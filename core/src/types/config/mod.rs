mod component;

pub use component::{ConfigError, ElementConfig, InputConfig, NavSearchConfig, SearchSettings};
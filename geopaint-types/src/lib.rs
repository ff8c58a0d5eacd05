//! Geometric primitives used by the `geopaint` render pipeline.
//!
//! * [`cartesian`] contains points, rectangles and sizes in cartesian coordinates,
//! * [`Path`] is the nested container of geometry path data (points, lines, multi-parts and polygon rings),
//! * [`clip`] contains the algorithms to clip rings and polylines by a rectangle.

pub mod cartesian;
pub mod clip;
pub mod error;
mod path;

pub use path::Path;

--

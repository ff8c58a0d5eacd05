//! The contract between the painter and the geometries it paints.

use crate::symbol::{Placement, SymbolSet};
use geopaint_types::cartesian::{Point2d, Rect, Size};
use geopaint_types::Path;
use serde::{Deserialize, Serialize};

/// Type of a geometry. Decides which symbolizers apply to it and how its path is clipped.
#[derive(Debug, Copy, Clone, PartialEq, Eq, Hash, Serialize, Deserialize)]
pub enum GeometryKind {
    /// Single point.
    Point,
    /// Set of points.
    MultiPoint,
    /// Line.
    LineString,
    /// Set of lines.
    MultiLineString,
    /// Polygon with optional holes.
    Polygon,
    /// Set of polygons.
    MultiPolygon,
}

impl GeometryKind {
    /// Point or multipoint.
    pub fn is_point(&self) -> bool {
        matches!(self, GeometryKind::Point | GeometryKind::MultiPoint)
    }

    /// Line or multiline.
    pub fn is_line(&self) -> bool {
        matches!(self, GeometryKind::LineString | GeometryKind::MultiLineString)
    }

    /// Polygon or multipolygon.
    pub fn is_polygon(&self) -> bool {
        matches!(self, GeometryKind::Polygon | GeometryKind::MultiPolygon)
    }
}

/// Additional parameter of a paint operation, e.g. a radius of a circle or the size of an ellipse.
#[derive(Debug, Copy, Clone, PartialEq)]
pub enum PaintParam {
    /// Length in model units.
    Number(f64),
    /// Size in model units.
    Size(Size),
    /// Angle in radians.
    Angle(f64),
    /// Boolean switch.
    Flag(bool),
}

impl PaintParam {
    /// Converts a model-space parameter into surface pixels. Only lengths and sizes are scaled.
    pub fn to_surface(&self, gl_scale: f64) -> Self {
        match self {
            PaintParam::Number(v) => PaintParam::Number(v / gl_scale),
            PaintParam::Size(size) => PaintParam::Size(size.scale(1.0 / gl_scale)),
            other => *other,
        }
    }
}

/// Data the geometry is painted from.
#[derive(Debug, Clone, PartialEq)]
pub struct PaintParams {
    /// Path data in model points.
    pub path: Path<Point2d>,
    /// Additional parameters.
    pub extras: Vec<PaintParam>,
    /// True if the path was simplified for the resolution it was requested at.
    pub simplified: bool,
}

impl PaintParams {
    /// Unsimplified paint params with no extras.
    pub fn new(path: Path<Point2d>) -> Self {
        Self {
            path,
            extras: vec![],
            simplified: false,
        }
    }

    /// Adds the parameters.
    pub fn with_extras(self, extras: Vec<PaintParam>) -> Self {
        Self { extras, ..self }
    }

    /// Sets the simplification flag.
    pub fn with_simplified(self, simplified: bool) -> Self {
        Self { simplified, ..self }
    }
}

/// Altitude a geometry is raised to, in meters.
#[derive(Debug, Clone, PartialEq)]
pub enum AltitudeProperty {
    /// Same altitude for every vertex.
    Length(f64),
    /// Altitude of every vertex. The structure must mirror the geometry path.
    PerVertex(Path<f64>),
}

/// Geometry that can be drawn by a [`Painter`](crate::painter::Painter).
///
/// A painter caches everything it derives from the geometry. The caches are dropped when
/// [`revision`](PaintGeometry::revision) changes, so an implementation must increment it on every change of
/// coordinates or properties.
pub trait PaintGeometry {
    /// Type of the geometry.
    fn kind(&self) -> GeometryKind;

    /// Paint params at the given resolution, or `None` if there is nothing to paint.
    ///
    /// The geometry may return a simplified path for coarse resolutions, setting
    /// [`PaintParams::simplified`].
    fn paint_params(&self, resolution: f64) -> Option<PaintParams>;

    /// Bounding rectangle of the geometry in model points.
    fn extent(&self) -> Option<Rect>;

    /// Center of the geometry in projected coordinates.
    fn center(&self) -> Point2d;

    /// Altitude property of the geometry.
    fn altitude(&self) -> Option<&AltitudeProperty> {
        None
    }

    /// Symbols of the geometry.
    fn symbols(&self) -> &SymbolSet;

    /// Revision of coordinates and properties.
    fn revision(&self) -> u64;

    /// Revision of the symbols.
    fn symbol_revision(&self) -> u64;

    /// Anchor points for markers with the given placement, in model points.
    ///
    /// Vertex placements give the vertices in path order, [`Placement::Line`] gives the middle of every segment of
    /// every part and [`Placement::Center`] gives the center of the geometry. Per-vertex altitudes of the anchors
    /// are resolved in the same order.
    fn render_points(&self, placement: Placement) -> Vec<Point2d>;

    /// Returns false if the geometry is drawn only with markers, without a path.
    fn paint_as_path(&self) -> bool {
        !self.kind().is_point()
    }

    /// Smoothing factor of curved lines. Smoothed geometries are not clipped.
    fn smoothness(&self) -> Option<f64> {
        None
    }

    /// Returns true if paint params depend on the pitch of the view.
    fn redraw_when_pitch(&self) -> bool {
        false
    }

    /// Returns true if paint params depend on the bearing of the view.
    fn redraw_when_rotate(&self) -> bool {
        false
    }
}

==

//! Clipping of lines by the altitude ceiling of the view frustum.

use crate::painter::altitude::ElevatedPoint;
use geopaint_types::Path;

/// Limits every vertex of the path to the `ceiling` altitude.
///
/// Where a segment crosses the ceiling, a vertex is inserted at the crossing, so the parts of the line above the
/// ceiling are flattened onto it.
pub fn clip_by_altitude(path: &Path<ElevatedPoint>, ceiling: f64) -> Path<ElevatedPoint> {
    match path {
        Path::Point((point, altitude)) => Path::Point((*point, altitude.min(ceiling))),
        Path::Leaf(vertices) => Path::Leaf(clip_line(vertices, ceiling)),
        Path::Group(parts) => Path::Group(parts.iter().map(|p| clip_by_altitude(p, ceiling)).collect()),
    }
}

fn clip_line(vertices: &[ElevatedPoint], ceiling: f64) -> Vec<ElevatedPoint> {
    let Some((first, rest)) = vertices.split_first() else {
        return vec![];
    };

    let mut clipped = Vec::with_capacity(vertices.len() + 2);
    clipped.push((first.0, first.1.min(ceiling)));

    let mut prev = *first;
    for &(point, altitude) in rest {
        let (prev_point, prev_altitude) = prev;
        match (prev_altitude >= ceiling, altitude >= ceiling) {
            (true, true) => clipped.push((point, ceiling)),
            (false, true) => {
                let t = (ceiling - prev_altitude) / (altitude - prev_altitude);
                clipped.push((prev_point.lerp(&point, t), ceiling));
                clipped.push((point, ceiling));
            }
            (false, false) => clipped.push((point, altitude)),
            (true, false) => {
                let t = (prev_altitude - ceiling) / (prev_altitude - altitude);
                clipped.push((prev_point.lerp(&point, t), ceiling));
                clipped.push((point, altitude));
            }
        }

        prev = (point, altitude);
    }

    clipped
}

• DIRECTIONS
Could you write out, exactly as they stand, only the lines above that begin at the line with "filename core/src/types/config/mod.rs" and stop after the line with "filename geopaint-types/src/lib.rs"?

• COMPLETED TASK
filename core/src/types/config/mod.rs
mod component;

pub use component::{ConfigError, ElementConfig, InputConfig, NavSearchConfig, SearchSettings};
filename geopaint-types/src/lib.rs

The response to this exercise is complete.